* Instructions to follow
Could you copy each line of the listing below that has the word "Invalid"?

* Information supplied
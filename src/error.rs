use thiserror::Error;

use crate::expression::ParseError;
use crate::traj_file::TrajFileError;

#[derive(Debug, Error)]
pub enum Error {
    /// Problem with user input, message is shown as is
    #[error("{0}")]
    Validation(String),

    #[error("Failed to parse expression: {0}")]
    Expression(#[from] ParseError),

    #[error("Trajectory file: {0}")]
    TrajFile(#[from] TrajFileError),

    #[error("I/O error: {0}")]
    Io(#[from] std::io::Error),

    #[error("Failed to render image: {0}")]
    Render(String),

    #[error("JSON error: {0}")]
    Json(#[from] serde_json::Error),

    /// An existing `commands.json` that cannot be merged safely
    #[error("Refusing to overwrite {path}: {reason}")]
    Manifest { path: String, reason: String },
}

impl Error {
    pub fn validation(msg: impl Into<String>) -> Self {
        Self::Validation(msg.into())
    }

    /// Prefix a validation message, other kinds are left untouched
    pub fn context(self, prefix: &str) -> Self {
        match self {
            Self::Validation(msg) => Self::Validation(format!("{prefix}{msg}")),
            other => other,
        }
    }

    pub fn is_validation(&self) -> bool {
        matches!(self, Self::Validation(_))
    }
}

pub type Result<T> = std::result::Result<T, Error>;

==

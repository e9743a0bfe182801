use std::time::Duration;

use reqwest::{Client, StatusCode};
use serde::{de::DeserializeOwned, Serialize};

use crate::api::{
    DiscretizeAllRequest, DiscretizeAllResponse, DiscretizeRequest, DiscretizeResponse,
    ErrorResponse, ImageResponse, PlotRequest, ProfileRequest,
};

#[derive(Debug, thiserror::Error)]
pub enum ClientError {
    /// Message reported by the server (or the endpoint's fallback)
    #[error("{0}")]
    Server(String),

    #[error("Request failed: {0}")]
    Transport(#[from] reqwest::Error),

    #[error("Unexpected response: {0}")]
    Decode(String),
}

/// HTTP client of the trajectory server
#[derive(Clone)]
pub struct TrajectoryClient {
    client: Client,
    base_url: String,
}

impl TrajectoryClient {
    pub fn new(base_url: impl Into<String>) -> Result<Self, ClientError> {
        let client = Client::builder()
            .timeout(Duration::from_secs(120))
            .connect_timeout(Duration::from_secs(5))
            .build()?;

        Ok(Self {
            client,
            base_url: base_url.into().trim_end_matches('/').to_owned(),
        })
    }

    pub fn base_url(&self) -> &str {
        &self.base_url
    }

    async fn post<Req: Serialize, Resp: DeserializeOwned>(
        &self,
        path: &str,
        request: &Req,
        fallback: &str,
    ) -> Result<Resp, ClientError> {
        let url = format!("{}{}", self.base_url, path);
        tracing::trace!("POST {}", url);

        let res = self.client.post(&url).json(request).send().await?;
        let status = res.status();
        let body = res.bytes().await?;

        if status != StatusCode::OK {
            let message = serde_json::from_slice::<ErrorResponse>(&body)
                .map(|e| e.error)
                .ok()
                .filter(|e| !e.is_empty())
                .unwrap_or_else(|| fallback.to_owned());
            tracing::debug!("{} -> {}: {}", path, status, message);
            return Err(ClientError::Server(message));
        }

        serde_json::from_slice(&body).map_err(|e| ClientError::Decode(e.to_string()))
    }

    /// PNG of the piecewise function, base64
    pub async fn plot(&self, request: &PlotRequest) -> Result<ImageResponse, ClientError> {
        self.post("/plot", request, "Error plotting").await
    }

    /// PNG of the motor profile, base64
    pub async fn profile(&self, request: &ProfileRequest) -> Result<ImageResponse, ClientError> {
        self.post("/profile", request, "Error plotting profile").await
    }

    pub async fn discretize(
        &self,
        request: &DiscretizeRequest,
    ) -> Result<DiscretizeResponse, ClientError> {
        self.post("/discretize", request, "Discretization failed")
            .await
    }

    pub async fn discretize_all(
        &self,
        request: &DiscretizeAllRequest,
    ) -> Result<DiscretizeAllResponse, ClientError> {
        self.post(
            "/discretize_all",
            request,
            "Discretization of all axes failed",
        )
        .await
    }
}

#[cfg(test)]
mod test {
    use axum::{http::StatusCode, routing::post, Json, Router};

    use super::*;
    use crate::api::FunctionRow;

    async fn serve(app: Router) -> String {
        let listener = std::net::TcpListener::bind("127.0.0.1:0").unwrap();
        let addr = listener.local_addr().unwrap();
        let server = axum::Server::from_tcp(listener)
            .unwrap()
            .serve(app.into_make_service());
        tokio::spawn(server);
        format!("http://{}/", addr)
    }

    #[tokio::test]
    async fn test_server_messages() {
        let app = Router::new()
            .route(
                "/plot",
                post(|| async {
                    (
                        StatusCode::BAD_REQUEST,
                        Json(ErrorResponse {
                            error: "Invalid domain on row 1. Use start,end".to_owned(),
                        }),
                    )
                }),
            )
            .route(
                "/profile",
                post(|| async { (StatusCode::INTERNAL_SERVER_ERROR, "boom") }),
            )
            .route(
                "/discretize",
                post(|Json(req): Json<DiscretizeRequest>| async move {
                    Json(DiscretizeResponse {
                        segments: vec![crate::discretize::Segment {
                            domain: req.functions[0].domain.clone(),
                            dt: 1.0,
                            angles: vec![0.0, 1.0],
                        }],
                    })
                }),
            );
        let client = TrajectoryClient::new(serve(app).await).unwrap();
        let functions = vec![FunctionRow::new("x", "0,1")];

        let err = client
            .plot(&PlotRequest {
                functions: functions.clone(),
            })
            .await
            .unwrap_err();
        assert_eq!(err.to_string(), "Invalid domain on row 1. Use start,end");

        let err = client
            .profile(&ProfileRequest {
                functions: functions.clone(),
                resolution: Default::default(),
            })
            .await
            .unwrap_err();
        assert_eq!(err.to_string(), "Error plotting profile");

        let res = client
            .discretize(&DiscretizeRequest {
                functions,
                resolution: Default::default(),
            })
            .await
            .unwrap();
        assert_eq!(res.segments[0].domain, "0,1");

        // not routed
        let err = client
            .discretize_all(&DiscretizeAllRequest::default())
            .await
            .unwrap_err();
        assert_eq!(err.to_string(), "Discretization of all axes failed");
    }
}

* Response area
                            error: "Invalid domain on row 1. Use start,end".to_owned(),
        assert_eq!(err.to_string(), "Invalid domain on row 1. Use start,end");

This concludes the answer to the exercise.